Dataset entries

BEGIN

//! Session identity and the per-interaction context.
//!
//! The session id is the case's address: the `--session` flag wins,
//! then the stored last-session marker, then a fresh id. Whatever is
//! resolved gets written back, so a bare relaunch reattaches to the
//! same case.

use dosar_core::models::{CaseFile, SessionId};
use dosar_storage::TranscriptStore;

use crate::config::{self, ConfigError};

/// Everything one interaction needs, passed explicitly — no ambient
/// session globals.
pub struct CaseSession {
    pub id: SessionId,
    pub store: TranscriptStore,
    pub case: CaseFile,
    pub audio_enabled: bool,
}

impl CaseSession {
    pub fn new(id: SessionId, store: TranscriptStore) -> Self {
        Self {
            id,
            store,
            case: CaseFile::new(),
            audio_enabled: false,
        }
    }
}

/// Resolve and persist the session id for this launch.
pub fn resolve_session_id(flag: Option<SessionId>) -> Result<SessionId, ConfigError> {
    let dir = config::config_dir()?;
    std::fs::create_dir_all(&dir)?;
    let marker = dir.join("last_session");

    let id = match flag {
        Some(id) => id,
        None => match std::fs::read_to_string(&marker) {
            Ok(contents) => match contents.trim().parse::<SessionId>() {
                Ok(id) => id,
                Err(_) => SessionId::new(),
            },
            Err(_) => SessionId::new(),
        },
    };

    std::fs::write(&marker, id.to_string())?;
    Ok(id)
}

END

## TASK DESCRIPTION
Pull out every line holding "ConfigError" from the records above, and copy it.

## ANSWER TO THIS TASK
use crate::config::{self, ConfigError};
pub fn resolve_session_id(flag: Option<SessionId>) -> Result<SessionId, ConfigError> {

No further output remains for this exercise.